WHAT IS BEING ASKED >> Those lines of the records that contain "pending" are to be located and copied.

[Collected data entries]
Start of Block

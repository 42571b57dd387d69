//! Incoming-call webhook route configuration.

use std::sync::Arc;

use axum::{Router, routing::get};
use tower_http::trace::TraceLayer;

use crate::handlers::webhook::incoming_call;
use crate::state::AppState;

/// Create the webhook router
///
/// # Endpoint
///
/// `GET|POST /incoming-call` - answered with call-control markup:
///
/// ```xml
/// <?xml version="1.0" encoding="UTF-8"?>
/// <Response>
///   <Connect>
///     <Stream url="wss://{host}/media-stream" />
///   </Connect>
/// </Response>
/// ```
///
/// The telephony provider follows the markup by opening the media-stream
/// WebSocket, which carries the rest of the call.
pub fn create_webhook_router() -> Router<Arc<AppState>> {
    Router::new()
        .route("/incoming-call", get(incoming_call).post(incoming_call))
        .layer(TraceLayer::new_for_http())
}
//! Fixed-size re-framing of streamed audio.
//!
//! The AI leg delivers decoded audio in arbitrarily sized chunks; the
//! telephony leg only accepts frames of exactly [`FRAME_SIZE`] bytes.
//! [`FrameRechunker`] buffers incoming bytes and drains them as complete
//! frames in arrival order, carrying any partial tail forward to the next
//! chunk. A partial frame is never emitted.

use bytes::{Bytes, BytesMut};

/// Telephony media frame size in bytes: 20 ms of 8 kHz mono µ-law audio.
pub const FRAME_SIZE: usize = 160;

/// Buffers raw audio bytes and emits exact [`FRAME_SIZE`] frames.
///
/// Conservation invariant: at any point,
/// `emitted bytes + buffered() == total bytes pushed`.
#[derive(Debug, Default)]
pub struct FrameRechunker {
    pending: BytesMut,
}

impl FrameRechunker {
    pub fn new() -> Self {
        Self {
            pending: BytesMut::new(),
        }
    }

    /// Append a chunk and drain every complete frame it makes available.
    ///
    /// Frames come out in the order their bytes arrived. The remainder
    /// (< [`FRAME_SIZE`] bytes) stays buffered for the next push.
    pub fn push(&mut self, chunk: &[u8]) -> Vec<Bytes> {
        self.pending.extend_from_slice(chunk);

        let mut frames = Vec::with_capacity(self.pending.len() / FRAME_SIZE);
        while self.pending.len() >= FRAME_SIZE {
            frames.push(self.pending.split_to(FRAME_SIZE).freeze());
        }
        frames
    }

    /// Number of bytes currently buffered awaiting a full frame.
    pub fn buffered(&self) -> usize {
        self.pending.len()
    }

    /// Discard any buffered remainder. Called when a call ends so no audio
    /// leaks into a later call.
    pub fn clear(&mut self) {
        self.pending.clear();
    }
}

End of Block
Start of Block

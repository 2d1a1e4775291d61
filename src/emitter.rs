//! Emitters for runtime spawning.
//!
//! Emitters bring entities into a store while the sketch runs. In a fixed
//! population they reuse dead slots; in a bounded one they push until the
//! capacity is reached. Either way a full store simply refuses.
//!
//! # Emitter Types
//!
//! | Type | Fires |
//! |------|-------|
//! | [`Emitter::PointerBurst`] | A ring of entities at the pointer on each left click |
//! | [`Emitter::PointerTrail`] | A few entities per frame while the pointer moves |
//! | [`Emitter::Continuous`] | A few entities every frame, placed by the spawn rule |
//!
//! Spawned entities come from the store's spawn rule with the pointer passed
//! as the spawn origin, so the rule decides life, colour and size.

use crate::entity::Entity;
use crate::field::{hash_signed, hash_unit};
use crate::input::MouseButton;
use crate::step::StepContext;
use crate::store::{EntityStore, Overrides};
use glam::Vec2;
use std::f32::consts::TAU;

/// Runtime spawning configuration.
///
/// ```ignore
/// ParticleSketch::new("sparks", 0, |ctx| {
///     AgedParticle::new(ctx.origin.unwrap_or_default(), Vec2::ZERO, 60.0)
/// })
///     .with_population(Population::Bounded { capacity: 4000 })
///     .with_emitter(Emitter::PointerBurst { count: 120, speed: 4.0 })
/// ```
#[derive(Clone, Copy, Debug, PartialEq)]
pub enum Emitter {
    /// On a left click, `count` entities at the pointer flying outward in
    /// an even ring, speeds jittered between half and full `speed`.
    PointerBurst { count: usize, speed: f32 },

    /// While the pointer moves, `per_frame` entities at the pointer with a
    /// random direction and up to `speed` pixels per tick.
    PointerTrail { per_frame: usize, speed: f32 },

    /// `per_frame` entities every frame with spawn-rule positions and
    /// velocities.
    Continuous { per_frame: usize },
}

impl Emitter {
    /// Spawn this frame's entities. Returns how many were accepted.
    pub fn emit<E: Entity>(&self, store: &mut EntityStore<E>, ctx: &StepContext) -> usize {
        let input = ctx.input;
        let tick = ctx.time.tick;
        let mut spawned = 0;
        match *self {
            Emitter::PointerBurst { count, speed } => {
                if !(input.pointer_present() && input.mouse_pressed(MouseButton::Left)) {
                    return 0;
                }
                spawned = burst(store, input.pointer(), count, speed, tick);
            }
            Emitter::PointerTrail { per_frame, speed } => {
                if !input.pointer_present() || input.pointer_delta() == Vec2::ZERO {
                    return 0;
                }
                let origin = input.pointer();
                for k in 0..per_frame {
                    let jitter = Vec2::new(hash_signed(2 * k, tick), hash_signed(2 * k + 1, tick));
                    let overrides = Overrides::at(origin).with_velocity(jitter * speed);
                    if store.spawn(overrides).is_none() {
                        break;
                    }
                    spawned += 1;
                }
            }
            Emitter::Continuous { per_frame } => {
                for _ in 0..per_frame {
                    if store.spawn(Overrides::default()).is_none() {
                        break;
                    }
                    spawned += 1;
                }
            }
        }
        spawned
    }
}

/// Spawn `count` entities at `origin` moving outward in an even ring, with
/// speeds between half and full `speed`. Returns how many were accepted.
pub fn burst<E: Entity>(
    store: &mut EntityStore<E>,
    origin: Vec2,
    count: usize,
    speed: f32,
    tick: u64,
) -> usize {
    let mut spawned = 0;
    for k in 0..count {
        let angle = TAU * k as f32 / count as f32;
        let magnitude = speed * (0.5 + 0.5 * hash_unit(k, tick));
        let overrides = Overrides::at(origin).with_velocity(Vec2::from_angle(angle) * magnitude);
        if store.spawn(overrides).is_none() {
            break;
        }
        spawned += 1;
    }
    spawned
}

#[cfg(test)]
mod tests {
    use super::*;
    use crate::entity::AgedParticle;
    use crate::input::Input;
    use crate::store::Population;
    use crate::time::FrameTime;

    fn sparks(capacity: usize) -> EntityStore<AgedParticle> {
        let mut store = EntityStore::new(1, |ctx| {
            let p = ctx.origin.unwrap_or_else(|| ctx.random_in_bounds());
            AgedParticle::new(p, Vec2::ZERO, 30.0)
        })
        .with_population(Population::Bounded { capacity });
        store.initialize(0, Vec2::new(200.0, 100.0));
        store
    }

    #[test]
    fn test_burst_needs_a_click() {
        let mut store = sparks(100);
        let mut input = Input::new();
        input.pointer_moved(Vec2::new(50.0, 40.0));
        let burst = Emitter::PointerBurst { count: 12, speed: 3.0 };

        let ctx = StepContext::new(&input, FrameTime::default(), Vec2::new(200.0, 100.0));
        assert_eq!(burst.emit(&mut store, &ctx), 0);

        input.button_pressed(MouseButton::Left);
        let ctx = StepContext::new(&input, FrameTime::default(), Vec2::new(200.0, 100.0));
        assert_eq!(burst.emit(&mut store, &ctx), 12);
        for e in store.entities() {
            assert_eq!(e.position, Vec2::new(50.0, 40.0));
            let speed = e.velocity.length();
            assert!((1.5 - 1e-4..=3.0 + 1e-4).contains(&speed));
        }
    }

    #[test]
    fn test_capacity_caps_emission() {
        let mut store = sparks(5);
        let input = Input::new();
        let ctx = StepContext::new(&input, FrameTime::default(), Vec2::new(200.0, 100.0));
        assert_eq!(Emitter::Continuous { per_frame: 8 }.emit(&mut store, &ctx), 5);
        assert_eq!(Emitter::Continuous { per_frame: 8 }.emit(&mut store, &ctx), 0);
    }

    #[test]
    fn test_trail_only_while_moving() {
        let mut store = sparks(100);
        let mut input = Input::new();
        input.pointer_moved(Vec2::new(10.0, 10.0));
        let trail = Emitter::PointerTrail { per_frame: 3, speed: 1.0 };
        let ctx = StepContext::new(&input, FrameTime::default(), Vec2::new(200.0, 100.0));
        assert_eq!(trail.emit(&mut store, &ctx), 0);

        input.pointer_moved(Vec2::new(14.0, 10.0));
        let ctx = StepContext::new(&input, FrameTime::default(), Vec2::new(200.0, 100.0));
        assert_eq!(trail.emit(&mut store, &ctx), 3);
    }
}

End of Block

RESPONSE BELOW >>
    pending: BytesMut,
            pending: BytesMut::new(),
        self.pending.extend_from_slice(chunk);
        let mut frames = Vec::with_capacity(self.pending.len() / FRAME_SIZE);
        while self.pending.len() >= FRAME_SIZE {
            frames.push(self.pending.split_to(FRAME_SIZE).freeze());
        self.pending.len()
        self.pending.clear();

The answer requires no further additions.